● Exercise requirements
Extract exactly those lines that lie between the start of the material and the line with "use qrlogic_config_fs::FsSettingsStore;", including both boundary lines and no others.

● Data listing

:::::

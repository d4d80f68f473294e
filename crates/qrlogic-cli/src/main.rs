// SPDX-License-Identifier: Apache-2.0
// © James Ross Ω FLYING•ROBOTS <https://github.com/flyingrobots>
//! qrlogic CLI entrypoint.
//!
//! Developer harness for the transport and the rule engine:
//!
//! ```text
//! qrlogic encode <doc.json> [--budget N] [--wire-bytes]   one frame per line
//! qrlogic decode [frames.txt]                              canonical document
//! qrlogic eval <doc.json> --temperature T --light L [--motion] [--ticks N]
//! ```
//!
//! Settings come from the platform config dir unless `--config-dir` is
//! given. Logs go to stderr (`RUST_LOG` overrides the `info` default);
//! stdout carries only results.

// The CLI is expected to print to stdout.
#![allow(clippy::print_stdout)]

use anyhow::{bail, Context, Result};
use clap::{Parser, Subcommand};
use qrlogic_app_core::{Settings, SettingsService};
use qrlogic_config_fs::FsSettingsStore;
use qrlogic_doc::LogicDocument;
use qrlogic_engine::{ActionEvent, Clock, SensorSnapshot, SystemClock, TickOutcome};
use qrlogic_transport::{ChunkEncoder, ScanOutcome, Sizing};
use std::cell::Cell;
use std::io::{self, BufRead, Read};
use std::path::{Path, PathBuf};
use std::time::{Duration, Instant};
use tracing::{info, warn};
use tracing_subscriber::EnvFilter;

#[derive(Parser, Debug)]
#[command(author, version, about = "Chunked QR transport and rule engine harness")]
struct Args {
    /// Directory holding settings.json (defaults to the platform config dir)
    #[arg(long, global = true)]
    config_dir: Option<PathBuf>,
    #[command(subcommand)]
    cmd: Command,
}

#[derive(Subcommand, Debug)]
enum Command {
    /// Split a document into chunk frames, one per line
    Encode {
        /// Document file, or `-` for stdin
        doc: PathBuf,
        /// Per-frame budget (overrides settings). Counted in characters, so
        /// frames of quote-heavy documents may exceed it; add --wire-bytes
        /// when the budget is a hard byte limit
        #[arg(long)]
        budget: Option<usize>,
        /// Count escaped wire bytes so every frame fits the budget
        #[arg(long)]
        wire_bytes: bool,
    },
    /// Reassemble a document from frames, one per line, in any order
    Decode {
        /// Frames file (defaults to stdin)
        frames: Option<PathBuf>,
    },
    /// Run a document against a fixed sensor snapshot and print fired events
    Eval {
        /// Document file, or `-` for stdin
        doc: PathBuf,
        /// Temperature reading
        #[arg(long, allow_hyphen_values = true)]
        temperature: f64,
        /// Light reading
        #[arg(long)]
        light: f64,
        /// Motion detected
        #[arg(long)]
        motion: bool,
        /// Number of simulated ticks
        #[arg(long, default_value_t = 1)]
        ticks: u32,
        /// Simulated time between ticks in milliseconds
        #[arg(long, default_value_t = 1000)]
        interval_ms: u64,
        /// Local hour to evaluate `timeOfDay` at (defaults to the wall clock)
        #[arg(long, value_parser = clap::value_parser!(u32).range(0..24))]
        hour: Option<u32>,
    },
}

fn main() -> Result<()> {
    let args = Args::parse();

    tracing_subscriber::fmt()
        .with_writer(io::stderr)
        .with_env_filter(EnvFilter::try_from_default_env().or_else(|_| EnvFilter::try_new("info"))?)
        .init();

    let settings = load_settings(args.config_dir.as_deref())?;
    match args.cmd {
        Command::Encode {
            doc,
            budget,
            wire_bytes,
        } => encode(&settings, &doc, budget, wire_bytes),
        Command::Decode { frames } => decode(&settings, frames.as_deref()),
        Command::Eval {
            doc,
            temperature,
            light,
            motion,
            ticks,
            interval_ms,
            hour,
        } => eval(
            &settings,
            &doc,
            SensorSnapshot {
                temperature,
                light,
                motion,
            },
            ticks,
            SimulatedClock::new(Duration::from_millis(interval_ms), hour),
        ),
    }
}

fn load_settings(config_dir: Option<&Path>) -> Result<Settings> {
    let store = match config_dir {
        Some(dir) => FsSettingsStore::at(dir),
        None => FsSettingsStore::new(),
    }
    .context("opening settings store")?;
    let settings = SettingsService::new(store)
        .load_settings()
        .context("loading settings")?;
    Ok(settings)
}

fn read_input(path: &Path) -> Result<String> {
    if path == Path::new("-") {
        let mut text = String::new();
        io::stdin().read_to_string(&mut text).context("reading stdin")?;
        return Ok(text);
    }
    std::fs::read_to_string(path).with_context(|| format!("reading {}", path.display()))
}

fn read_document(path: &Path) -> Result<LogicDocument> {
    let text = read_input(path)?;
    LogicDocument::from_json_str(&text)
        .with_context(|| format!("{} is not a valid logic document", path.display()))
}

fn encode(settings: &Settings, doc: &Path, budget: Option<usize>, wire_bytes: bool) -> Result<()> {
    let document = read_document(doc)?;
    let mut encoder = settings.encoder();
    if let Some(budget) = budget {
        encoder = ChunkEncoder::new(budget).with_min_chunk_size(settings.transport.min_chunk_size);
    }
    if wire_bytes {
        encoder = encoder.with_sizing(Sizing::WireBytes);
    }
    let encoded = encoder.encode(&document)?;
    info!(
        session = %encoded.session_id,
        chunks = encoded.len(),
        budget = encoder.budget(),
        "document encoded"
    );
    for frame in encoded.frames() {
        println!("{frame}");
    }
    Ok(())
}

fn decode(settings: &Settings, frames: Option<&Path>) -> Result<()> {
    let reader: Box<dyn BufRead> = match frames {
        Some(path) => Box::new(io::BufReader::new(
            std::fs::File::open(path).with_context(|| format!("opening {}", path.display()))?,
        )),
        None => Box::new(io::stdin().lock()),
    };
    let mut decoder = settings.decoder();
    for line in reader.lines() {
        let line = line.context("reading frames")?;
        if line.trim().is_empty() {
            continue;
        }
        match decoder.scan(&line, Instant::now()) {
            ScanOutcome::Loaded(loaded) => {
                println!("{}", loaded.document.to_canonical_json());
                return Ok(());
            }
            ScanOutcome::Progress(p) => {
                info!(received = p.received, total = p.total, missing = ?p.missing, "progress");
            }
            ScanOutcome::Rejected(rejection) => warn!(%rejection, "frame rejected"),
            ScanOutcome::AssemblyFailed(err) => warn!(%err, "assembly failed"),
            ScanOutcome::Duplicate(_) | ScanOutcome::AlreadyLoaded | ScanOutcome::Ignored => {}
        }
    }
    match decoder.finish() {
        Ok(loaded) => {
            println!("{}", loaded.document.to_canonical_json());
            Ok(())
        }
        Err(err) => Err(anyhow::Error::new(err).context("no document reassembled")),
    }
}

fn eval(
    settings: &Settings,
    doc: &Path,
    snapshot: SensorSnapshot,
    ticks: u32,
    clock: SimulatedClock,
) -> Result<()> {
    if ticks == 0 {
        bail!("--ticks must be at least 1");
    }
    let document = read_document(doc)?;
    let mut engine = settings.engine(&clock);
    engine.load(document);

    let mut printed = Ok(());
    let mut print = |event: &ActionEvent| {
        if printed.is_ok() {
            printed = serde_json::to_string(event).map(|line| println!("{line}"));
        }
    };
    for tick in 0..ticks {
        if let TickOutcome::Fired { warnings, .. } = engine.tick(&snapshot, &mut print) {
            for warning in warnings {
                warn!(tick, "{warning}");
            }
        }
        clock.advance();
    }
    printed.context("serializing action event")
}

/// Clock that moves a fixed step per tick, so several simulated ticks can
/// cross debounce windows without waiting.
struct SimulatedClock {
    start: Instant,
    elapsed: Cell<Duration>,
    step: Duration,
    hour: Option<u32>,
}

impl SimulatedClock {
    fn new(step: Duration, hour: Option<u32>) -> Self {
        Self {
            start: Instant::now(),
            elapsed: Cell::new(Duration::ZERO),
            step,
            hour,
        }
    }

    fn advance(&self) {
        self.elapsed.set(self.elapsed.get() + self.step);
    }
}

impl Clock for SimulatedClock {
    fn now(&self) -> Instant {
        self.start + self.elapsed.get()
    }

    fn local_hour(&self) -> u32 {
        self.hour.unwrap_or_else(|| SystemClock.local_hour())
    }
}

:::::

● Result of this task
repository d4d80f68f473294e
filename crates/qrlogic-cli/src/main.rs
// SPDX-License-Identifier: Apache-2.0
// © James Ross Ω FLYING•ROBOTS <https://github.com/flyingrobots>
//! qrlogic CLI entrypoint.
//!
//! Developer harness for the transport and the rule engine:
//!
//! ```text
//! qrlogic encode <doc.json> [--budget N] [--wire-bytes]   one frame per line
//! qrlogic decode [frames.txt]                              canonical document
//! qrlogic eval <doc.json> --temperature T --light L [--motion] [--ticks N]
//! ```
//!
//! Settings come from the platform config dir unless `--config-dir` is
//! given. Logs go to stderr (`RUST_LOG` overrides the `info` default);
//! stdout carries only results.

// The CLI is expected to print to stdout.
#![allow(clippy::print_stdout)]

use anyhow::{bail, Context, Result};
use clap::{Parser, Subcommand};
use qrlogic_app_core::{Settings, SettingsService};
use qrlogic_config_fs::FsSettingsStore;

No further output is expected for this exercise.